== AIM OF THE TASK ==
Every entry that follows should be output again, word for word.

######

use std::collections::HashSet;
use std::path::Path;

use anyhow::Result;
use config::Config;
use serde::Deserialize;

use crate::constants::{CONFIG_PATH_ENV, DEFAULT_CONFIG_PATH, ENV_PREFIX, PERMISSION_TOKENS};
use crate::error::{CoreError, CoreResult};

#[derive(Debug, Clone, Deserialize)]
pub struct Settings {
    pub server: ServerConfig,
    pub logging: LoggingConfig,
    #[serde(default)]
    pub security: SecurityConfig,
    #[serde(default)]
    pub library: Vec<LibraryConfig>,
    #[serde(default)]
    pub scope: Vec<ScopeConfig>,
    #[serde(default)]
    pub user: Vec<UserConfig>,
}

#[derive(Debug, Clone, Deserialize)]
pub struct ServerConfig {
    pub host: String,
    pub port: u16,
    /// Take the client address from `X-Forwarded-For` / `X-Real-IP`.
    #[serde(default)]
    pub trust_forwarded_for: bool,
}

impl ServerConfig {
    /// ## Summary
    /// Returns the bind address in the format "host:port".
    #[must_use]
    pub fn bind_addr(&self) -> String {
        format!("{}:{}", self.host, self.port)
    }
}

#[derive(Debug, Clone, Deserialize)]
pub struct LoggingConfig {
    pub level: String,
}

/// Brute-force mitigation toggles.
#[derive(Debug, Clone, Default, Deserialize)]
pub struct SecurityConfig {
    /// Failed attempts refilled per five minutes; `<= 0` disables banning.
    #[serde(default, alias = "password_retry_per_five_minute")]
    pub retry_limit: i64,
    #[serde(default, alias = "ban_user_wrong_pwd")]
    pub ban_username_on_failure: bool,
    #[serde(default, alias = "ban_ip_wrong_pwd")]
    pub ban_address_on_failure: bool,
}

/// A directory tree served under a URL prefix.
#[derive(Debug, Clone, Deserialize)]
pub struct LibraryConfig {
    pub name: String,
    pub mount_point: String,
    #[serde(default)]
    pub prefix: String,
}

#[derive(Debug, Clone, Deserialize)]
pub struct ScopeConfig {
    pub name: String,
    pub library: String,
    #[serde(default)]
    pub include: Vec<String>,
    #[serde(default)]
    pub exclude: Vec<String>,
    #[serde(default)]
    pub permission: Vec<String>,
}

#[derive(Debug, Clone, Deserialize)]
pub struct UserConfig {
    pub username: String,
    #[serde(default)]
    pub credential: String,
    #[serde(default)]
    pub scope: Vec<String>,
}

impl Settings {
    /// ## Summary
    /// Loads configuration from the TOML file and `TANTO__*` environment variables.
    /// Environment variables take precedence over file values.
    ///
    /// ## Errors
    /// Returns an error if building the configuration or deserializing it fails.
    pub fn load(path: &str) -> Result<Self> {
        Ok(Config::builder()
            .set_default("server.host", "0.0.0.0")?
            .set_default("server.port", 8698)?
            .set_default("logging.level", "info")?
            // TOML file
            .add_source(config::File::with_name(path).required(false))
            // Env overrides
            .add_source(
                config::Environment::with_prefix(ENV_PREFIX)
                    .prefix_separator("__")
                    .separator("__")
                    .ignore_empty(true)
                    .try_parsing(true),
            )
            .build()?
            .try_deserialize::<Settings>()?)
    }

    /// ## Summary
    /// Parses settings from an in-memory TOML document.
    ///
    /// ## Errors
    /// Returns an error if the document is not valid TOML or does not match `Settings`.
    pub fn from_toml_str(document: &str) -> CoreResult<Self> {
        Ok(Config::builder()
            .set_default("server.host", "0.0.0.0")?
            .set_default("server.port", 8698)?
            .set_default("logging.level", "info")?
            .add_source(config::File::from_str(document, config::FileFormat::Toml))
            .build()?
            .try_deserialize::<Settings>()?)
    }

    /// ## Summary
    /// Checks cross references between libraries, scopes and users.
    ///
    /// ## Errors
    /// Returns `ValidationError` naming the first offending entry.
    pub fn validate(&self) -> CoreResult<()> {
        let mut library_names = HashSet::new();
        for library in &self.library {
            validate_library(library)?;
            if !library_names.insert(library.name.as_str()) {
                return Err(CoreError::ValidationError(format!(
                    "library[{}] is defined more than once",
                    library.name
                )));
            }
        }

        for scope in &self.scope {
            validate_scope(scope, &library_names)?;
        }

        let scope_names: HashSet<&str> = self.scope.iter().map(|s| s.name.as_str()).collect();
        for user in &self.user {
            validate_user(user, &scope_names)?;
        }

        Ok(())
    }
}

fn validate_library(library: &LibraryConfig) -> CoreResult<()> {
    if library.name.is_empty() {
        return Err(CoreError::ValidationError("empty library name".to_string()));
    }
    if library.mount_point.is_empty() {
        return Err(CoreError::ValidationError(format!(
            "the mount point of library[{}] is empty",
            library.name
        )));
    }
    if !Path::new(&library.mount_point).is_absolute() {
        return Err(CoreError::ValidationError(format!(
            "mount point only supports absolute paths for library[{}]",
            library.name
        )));
    }
    Ok(())
}

fn validate_scope(scope: &ScopeConfig, libraries: &HashSet<&str>) -> CoreResult<()> {
    if scope.name.is_empty() {
        return Err(CoreError::ValidationError("empty scope name".to_string()));
    }
    if !libraries.contains(scope.library.as_str()) {
        return Err(CoreError::ValidationError(format!(
            "library[{}] of scope[{}] not found",
            scope.library, scope.name
        )));
    }
    if let Some(token) = scope
        .permission
        .iter()
        .find(|token| !PERMISSION_TOKENS.contains(&token.as_str()))
    {
        return Err(CoreError::ValidationError(format!(
            "scope[{}] permission[{token}] is invalid",
            scope.name
        )));
    }
    Ok(())
}

fn validate_user(user: &UserConfig, scopes: &HashSet<&str>) -> CoreResult<()> {
    if user.username.is_empty() {
        return Err(CoreError::ValidationError("empty user name".to_string()));
    }
    if let Some(scope) = user.scope.iter().find(|s| !scopes.contains(s.as_str())) {
        return Err(CoreError::ValidationError(format!(
            "the scope[{scope}] of user[{}] not found",
            user.username
        )));
    }
    Ok(())
}

/// ## Summary
/// Loads and validates configuration from `.env`, the configuration file named by
/// `TANTO_CONFIG` (default `config.toml`) and environment variables.
///
/// ## Errors
/// Returns an error if loading, deserializing or validating the configuration fails.
pub fn load_config() -> Result<Settings> {
    dotenvy::dotenv().ok();

    let path = std::env::var(CONFIG_PATH_ENV).unwrap_or_else(|_| DEFAULT_CONFIG_PATH.to_string());
    tracing::debug!(path = %path, "Loading configuration");

    let settings = Settings::load(&path)?;
    settings.validate()?;
    Ok(settings)
}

######

== FINISHED EXERCISE ==
use std::collections::HashSet;
use std::path::Path;

use anyhow::Result;
use config::Config;
use serde::Deserialize;

use crate::constants::{CONFIG_PATH_ENV, DEFAULT_CONFIG_PATH, ENV_PREFIX, PERMISSION_TOKENS};
use crate::error::{CoreError, CoreResult};

#[derive(Debug, Clone, Deserialize)]
pub struct Settings {
    pub server: ServerConfig,
    pub logging: LoggingConfig,
    #[serde(default)]
    pub security: SecurityConfig,
    #[serde(default)]
    pub library: Vec<LibraryConfig>,
    #[serde(default)]
    pub scope: Vec<ScopeConfig>,
    #[serde(default)]
    pub user: Vec<UserConfig>,
}

#[derive(Debug, Clone, Deserialize)]
pub struct ServerConfig {
    pub host: String,
    pub port: u16,
    /// Take the client address from `X-Forwarded-For` / `X-Real-IP`.
    #[serde(default)]
    pub trust_forwarded_for: bool,
}

impl ServerConfig {
    /// ## Summary
    /// Returns the bind address in the format "host:port".
    #[must_use]
    pub fn bind_addr(&self) -> String {
        format!("{}:{}", self.host, self.port)
    }
}

#[derive(Debug, Clone, Deserialize)]
pub struct LoggingConfig {
    pub level: String,
}

/// Brute-force mitigation toggles.
#[derive(Debug, Clone, Default, Deserialize)]
pub struct SecurityConfig {
    /// Failed attempts refilled per five minutes; `<= 0` disables banning.
    #[serde(default, alias = "password_retry_per_five_minute")]
    pub retry_limit: i64,
    #[serde(default, alias = "ban_user_wrong_pwd")]
    pub ban_username_on_failure: bool,
    #[serde(default, alias = "ban_ip_wrong_pwd")]
    pub ban_address_on_failure: bool,
}

/// A directory tree served under a URL prefix.
#[derive(Debug, Clone, Deserialize)]
pub struct LibraryConfig {
    pub name: String,
    pub mount_point: String,
    #[serde(default)]
    pub prefix: String,
}

#[derive(Debug, Clone, Deserialize)]
pub struct ScopeConfig {
    pub name: String,
    pub library: String,
    #[serde(default)]
    pub include: Vec<String>,
    #[serde(default)]
    pub exclude: Vec<String>,
    #[serde(default)]
    pub permission: Vec<String>,
}

#[derive(Debug, Clone, Deserialize)]
pub struct UserConfig {
    pub username: String,
    #[serde(default)]
    pub credential: String,
    #[serde(default)]
    pub scope: Vec<String>,
}

impl Settings {
    /// ## Summary
    /// Loads configuration from the TOML file and `TANTO__*` environment variables.
    /// Environment variables take precedence over file values.
    ///
    /// ## Errors
    /// Returns an error if building the configuration or deserializing it fails.
    pub fn load(path: &str) -> Result<Self> {
        Ok(Config::builder()
            .set_default("server.host", "0.0.0.0")?
            .set_default("server.port", 8698)?
            .set_default("logging.level", "info")?
            // TOML file
            .add_source(config::File::with_name(path).required(false))
            // Env overrides
            .add_source(
                config::Environment::with_prefix(ENV_PREFIX)
                    .prefix_separator("__")
                    .separator("__")
                    .ignore_empty(true)
                    .try_parsing(true),
            )
            .build()?
            .try_deserialize::<Settings>()?)
    }

    /// ## Summary
    /// Parses settings from an in-memory TOML document.
    ///
    /// ## Errors
    /// Returns an error if the document is not valid TOML or does not match `Settings`.
    pub fn from_toml_str(document: &str) -> CoreResult<Self> {
        Ok(Config::builder()
            .set_default("server.host", "0.0.0.0")?
            .set_default("server.port", 8698)?
            .set_default("logging.level", "info")?
            .add_source(config::File::from_str(document, config::FileFormat::Toml))
            .build()?
            .try_deserialize::<Settings>()?)
    }

    /// ## Summary
    /// Checks cross references between libraries, scopes and users.
    ///
    /// ## Errors
    /// Returns `ValidationError` naming the first offending entry.
    pub fn validate(&self) -> CoreResult<()> {
        let mut library_names = HashSet::new();
        for library in &self.library {
            validate_library(library)?;
            if !library_names.insert(library.name.as_str()) {
                return Err(CoreError::ValidationError(format!(
                    "library[{}] is defined more than once",
                    library.name
                )));
            }
        }

        for scope in &self.scope {
            validate_scope(scope, &library_names)?;
        }

        let scope_names: HashSet<&str> = self.scope.iter().map(|s| s.name.as_str()).collect();
        for user in &self.user {
            validate_user(user, &scope_names)?;
        }

        Ok(())
    }
}

fn validate_library(library: &LibraryConfig) -> CoreResult<()> {
    if library.name.is_empty() {
        return Err(CoreError::ValidationError("empty library name".to_string()));
    }
    if library.mount_point.is_empty() {
        return Err(CoreError::ValidationError(format!(
            "the mount point of library[{}] is empty",
            library.name
        )));
    }
    if !Path::new(&library.mount_point).is_absolute() {
        return Err(CoreError::ValidationError(format!(
            "mount point only supports absolute paths for library[{}]",
            library.name
        )));
    }
    Ok(())
}

fn validate_scope(scope: &ScopeConfig, libraries: &HashSet<&str>) -> CoreResult<()> {
    if scope.name.is_empty() {
        return Err(CoreError::ValidationError("empty scope name".to_string()));
    }
    if !libraries.contains(scope.library.as_str()) {
        return Err(CoreError::ValidationError(format!(
            "library[{}] of scope[{}] not found",
            scope.library, scope.name
        )));
    }
    if let Some(token) = scope
        .permission
        .iter()
        .find(|token| !PERMISSION_TOKENS.contains(&token.as_str()))
    {
        return Err(CoreError::ValidationError(format!(
            "scope[{}] permission[{token}] is invalid",
            scope.name
        )));
    }
    Ok(())
}

fn validate_user(user: &UserConfig, scopes: &HashSet<&str>) -> CoreResult<()> {
    if user.username.is_empty() {
        return Err(CoreError::ValidationError("empty user name".to_string()));
    }
    if let Some(scope) = user.scope.iter().find(|s| !scopes.contains(s.as_str())) {
        return Err(CoreError::ValidationError(format!(
            "the scope[{scope}] of user[{}] not found",
            user.username
        )));
    }
    Ok(())
}

/// ## Summary
/// Loads and validates configuration from `.env`, the configuration file named by
/// `TANTO_CONFIG` (default `config.toml`) and environment variables.
///
/// ## Errors
/// Returns an error if loading, deserializing or validating the configuration fails.
pub fn load_config() -> Result<Settings> {
    dotenvy::dotenv().ok();

    let path = std::env::var(CONFIG_PATH_ENV).unwrap_or_else(|_| DEFAULT_CONFIG_PATH.to_string());
    tracing::debug!(path = %path, "Loading configuration");

    let settings = Settings::load(&path)?;
    settings.validate()?;
    Ok(settings)
}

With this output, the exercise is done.